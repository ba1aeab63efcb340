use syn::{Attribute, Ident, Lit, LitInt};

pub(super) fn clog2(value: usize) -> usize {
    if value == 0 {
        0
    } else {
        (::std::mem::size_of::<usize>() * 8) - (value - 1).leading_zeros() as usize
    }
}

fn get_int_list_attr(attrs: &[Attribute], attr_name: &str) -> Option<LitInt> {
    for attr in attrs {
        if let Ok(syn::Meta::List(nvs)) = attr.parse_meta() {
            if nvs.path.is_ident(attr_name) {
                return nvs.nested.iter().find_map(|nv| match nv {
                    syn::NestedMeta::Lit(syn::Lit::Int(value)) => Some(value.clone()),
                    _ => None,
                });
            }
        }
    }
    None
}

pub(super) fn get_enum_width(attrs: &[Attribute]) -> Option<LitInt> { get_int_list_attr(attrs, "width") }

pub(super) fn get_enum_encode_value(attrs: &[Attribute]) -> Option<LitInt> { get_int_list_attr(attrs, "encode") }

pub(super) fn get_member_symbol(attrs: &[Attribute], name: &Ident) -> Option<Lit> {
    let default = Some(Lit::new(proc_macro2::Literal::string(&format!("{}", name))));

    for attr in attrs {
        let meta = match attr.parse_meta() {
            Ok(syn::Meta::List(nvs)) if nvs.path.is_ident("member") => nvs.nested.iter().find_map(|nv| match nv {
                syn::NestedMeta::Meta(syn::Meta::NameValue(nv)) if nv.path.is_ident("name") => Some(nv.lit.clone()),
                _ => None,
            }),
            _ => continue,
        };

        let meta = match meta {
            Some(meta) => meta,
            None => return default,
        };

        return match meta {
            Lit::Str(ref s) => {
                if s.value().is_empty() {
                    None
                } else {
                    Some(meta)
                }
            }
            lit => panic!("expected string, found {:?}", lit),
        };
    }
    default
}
##############################
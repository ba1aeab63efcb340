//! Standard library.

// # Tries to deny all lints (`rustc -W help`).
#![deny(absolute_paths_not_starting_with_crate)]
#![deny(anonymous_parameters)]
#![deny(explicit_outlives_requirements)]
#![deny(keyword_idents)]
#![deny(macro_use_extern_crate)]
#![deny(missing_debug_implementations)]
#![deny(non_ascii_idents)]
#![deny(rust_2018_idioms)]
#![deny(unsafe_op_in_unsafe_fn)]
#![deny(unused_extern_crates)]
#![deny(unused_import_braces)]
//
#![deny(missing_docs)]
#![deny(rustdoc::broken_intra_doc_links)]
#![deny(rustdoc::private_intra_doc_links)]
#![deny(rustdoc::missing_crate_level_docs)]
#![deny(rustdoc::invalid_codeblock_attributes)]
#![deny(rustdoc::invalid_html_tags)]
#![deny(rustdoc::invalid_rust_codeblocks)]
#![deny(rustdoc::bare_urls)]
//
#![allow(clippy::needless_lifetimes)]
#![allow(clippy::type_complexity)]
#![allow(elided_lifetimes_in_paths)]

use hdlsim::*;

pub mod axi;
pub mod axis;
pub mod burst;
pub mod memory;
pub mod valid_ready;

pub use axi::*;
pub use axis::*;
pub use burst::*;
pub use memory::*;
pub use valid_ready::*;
##############################
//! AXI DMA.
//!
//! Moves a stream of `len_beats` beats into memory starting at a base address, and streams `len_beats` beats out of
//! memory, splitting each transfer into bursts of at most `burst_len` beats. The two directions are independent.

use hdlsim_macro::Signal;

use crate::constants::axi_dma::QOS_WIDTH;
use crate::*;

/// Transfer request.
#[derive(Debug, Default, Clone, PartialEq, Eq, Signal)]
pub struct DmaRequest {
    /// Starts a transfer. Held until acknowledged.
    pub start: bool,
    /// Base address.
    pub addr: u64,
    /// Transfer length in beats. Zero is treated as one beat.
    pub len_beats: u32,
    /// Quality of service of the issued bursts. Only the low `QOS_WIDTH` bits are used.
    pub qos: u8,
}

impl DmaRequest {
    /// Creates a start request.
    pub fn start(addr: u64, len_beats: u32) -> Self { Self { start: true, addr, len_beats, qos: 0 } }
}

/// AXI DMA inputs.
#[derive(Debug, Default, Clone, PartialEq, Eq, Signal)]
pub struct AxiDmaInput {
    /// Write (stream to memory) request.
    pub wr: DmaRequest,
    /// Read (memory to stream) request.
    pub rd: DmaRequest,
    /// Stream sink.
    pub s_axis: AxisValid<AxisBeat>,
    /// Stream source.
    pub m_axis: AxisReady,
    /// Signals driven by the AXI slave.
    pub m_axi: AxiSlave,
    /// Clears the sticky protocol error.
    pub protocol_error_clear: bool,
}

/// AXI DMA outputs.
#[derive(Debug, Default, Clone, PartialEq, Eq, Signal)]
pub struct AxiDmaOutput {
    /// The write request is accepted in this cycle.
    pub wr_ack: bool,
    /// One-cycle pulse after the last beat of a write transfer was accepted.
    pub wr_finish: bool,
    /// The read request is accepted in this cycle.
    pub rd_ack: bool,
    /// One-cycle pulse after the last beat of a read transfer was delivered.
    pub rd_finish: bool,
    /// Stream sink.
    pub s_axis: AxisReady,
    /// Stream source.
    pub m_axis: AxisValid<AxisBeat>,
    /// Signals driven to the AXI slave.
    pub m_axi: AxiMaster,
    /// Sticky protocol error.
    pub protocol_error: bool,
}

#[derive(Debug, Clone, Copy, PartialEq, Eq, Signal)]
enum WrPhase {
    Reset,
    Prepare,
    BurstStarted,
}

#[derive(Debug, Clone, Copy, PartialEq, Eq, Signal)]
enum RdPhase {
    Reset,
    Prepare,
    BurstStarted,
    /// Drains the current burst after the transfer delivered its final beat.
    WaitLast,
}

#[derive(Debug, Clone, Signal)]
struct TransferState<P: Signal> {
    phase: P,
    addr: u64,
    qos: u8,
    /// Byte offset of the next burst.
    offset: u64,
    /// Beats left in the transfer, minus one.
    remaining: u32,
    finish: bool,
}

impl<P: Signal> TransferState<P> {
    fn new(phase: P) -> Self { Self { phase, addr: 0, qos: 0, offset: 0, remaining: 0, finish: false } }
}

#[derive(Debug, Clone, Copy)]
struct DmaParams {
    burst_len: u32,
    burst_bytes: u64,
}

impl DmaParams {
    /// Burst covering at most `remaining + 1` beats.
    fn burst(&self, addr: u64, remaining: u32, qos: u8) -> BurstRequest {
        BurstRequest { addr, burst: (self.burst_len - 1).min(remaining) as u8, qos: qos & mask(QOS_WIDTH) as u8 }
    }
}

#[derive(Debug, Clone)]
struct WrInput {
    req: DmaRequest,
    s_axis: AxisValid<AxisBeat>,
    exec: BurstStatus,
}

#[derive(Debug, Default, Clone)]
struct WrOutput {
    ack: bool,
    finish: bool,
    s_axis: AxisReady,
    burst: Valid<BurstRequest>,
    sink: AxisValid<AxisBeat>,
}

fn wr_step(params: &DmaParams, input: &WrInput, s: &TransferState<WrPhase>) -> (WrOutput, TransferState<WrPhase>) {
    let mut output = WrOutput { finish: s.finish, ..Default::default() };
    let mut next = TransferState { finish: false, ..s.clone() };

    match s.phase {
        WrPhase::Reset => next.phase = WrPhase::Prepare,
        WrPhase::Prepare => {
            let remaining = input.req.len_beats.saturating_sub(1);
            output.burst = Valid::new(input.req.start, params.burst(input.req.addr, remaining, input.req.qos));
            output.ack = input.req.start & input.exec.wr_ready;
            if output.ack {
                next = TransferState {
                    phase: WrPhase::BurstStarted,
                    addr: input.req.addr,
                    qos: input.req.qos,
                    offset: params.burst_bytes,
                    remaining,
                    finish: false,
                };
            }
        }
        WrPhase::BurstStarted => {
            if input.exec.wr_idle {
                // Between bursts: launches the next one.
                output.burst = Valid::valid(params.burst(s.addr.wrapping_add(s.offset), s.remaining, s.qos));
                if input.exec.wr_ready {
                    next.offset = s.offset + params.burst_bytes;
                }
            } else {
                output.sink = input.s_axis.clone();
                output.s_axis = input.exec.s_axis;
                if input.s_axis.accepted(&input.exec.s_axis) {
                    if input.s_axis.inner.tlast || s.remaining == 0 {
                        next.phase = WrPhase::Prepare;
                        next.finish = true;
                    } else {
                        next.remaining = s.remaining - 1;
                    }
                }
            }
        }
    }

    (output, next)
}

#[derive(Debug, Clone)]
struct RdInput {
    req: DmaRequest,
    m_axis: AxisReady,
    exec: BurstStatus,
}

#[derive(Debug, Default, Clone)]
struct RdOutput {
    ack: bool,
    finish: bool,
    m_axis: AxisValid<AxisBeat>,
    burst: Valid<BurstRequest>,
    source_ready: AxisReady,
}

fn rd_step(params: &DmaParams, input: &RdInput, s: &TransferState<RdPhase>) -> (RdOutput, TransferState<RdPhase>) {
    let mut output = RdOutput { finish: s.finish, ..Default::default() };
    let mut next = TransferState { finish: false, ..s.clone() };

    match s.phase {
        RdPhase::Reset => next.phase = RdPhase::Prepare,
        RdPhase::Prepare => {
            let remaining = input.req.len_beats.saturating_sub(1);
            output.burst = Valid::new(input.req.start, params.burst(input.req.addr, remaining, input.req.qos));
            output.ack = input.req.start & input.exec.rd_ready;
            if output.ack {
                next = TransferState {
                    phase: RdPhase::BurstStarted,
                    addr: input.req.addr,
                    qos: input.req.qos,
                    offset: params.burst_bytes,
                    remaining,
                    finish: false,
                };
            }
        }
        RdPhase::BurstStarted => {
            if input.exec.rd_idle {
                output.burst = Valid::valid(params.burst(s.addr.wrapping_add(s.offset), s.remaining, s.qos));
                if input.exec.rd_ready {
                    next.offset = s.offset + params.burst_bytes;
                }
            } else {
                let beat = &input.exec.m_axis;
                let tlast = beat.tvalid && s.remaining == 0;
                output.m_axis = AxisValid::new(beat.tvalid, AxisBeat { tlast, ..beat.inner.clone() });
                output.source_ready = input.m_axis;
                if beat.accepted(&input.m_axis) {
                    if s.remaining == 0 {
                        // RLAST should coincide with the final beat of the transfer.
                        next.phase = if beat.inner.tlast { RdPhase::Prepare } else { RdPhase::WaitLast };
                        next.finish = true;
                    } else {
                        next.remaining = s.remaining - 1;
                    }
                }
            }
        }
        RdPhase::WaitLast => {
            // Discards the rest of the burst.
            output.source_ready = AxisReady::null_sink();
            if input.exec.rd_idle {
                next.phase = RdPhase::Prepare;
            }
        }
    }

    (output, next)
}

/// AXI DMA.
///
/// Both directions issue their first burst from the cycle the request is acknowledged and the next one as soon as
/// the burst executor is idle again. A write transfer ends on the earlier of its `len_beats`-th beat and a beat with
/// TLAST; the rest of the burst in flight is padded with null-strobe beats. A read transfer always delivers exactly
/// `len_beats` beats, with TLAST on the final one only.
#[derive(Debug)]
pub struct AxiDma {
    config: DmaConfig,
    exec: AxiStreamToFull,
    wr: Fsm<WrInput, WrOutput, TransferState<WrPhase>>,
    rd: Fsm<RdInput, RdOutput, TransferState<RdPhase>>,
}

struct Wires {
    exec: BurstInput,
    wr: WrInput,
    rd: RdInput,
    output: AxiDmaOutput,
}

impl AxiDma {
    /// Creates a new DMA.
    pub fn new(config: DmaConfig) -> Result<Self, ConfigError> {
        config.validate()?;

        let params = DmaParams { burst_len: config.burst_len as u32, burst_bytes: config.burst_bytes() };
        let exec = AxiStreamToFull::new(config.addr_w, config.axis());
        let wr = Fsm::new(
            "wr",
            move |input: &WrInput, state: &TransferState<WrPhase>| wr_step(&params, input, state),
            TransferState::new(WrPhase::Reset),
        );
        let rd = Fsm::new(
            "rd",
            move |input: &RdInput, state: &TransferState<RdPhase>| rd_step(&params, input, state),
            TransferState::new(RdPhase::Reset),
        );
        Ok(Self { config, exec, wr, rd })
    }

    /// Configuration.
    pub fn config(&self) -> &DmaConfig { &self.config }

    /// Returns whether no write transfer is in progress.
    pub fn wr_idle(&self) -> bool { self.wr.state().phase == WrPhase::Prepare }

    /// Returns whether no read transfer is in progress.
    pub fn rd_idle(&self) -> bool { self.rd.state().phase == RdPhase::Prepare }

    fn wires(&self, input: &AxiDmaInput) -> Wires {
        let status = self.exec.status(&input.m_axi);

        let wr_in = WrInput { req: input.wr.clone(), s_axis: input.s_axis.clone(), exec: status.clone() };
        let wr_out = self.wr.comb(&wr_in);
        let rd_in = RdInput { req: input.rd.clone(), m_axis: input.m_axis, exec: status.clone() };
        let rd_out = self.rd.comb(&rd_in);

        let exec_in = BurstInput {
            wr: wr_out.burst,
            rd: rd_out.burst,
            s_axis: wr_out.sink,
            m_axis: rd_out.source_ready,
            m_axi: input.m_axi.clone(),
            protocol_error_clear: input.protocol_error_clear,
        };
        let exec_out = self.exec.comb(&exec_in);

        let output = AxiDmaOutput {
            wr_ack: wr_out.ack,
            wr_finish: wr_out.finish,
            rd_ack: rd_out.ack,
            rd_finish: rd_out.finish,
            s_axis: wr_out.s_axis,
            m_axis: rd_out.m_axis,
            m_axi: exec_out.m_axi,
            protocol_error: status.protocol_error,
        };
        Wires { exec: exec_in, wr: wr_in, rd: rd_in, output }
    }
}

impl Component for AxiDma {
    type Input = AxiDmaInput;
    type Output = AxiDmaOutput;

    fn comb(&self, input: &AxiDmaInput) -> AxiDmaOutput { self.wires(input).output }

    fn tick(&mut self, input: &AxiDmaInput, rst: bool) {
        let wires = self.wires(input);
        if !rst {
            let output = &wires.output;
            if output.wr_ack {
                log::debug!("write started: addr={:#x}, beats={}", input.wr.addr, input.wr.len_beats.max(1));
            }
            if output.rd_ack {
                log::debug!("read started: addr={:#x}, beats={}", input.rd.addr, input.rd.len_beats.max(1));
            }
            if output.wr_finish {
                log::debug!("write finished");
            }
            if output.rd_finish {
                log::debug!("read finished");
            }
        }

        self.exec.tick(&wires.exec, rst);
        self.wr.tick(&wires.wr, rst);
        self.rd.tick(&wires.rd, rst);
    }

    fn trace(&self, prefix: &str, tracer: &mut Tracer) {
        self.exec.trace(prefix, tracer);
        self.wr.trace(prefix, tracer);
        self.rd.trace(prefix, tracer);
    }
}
##############################
▶ Task brief: Count every line in the entries above where the word "after" appears; respond with the number alone.

▶ Output for this exercise: 3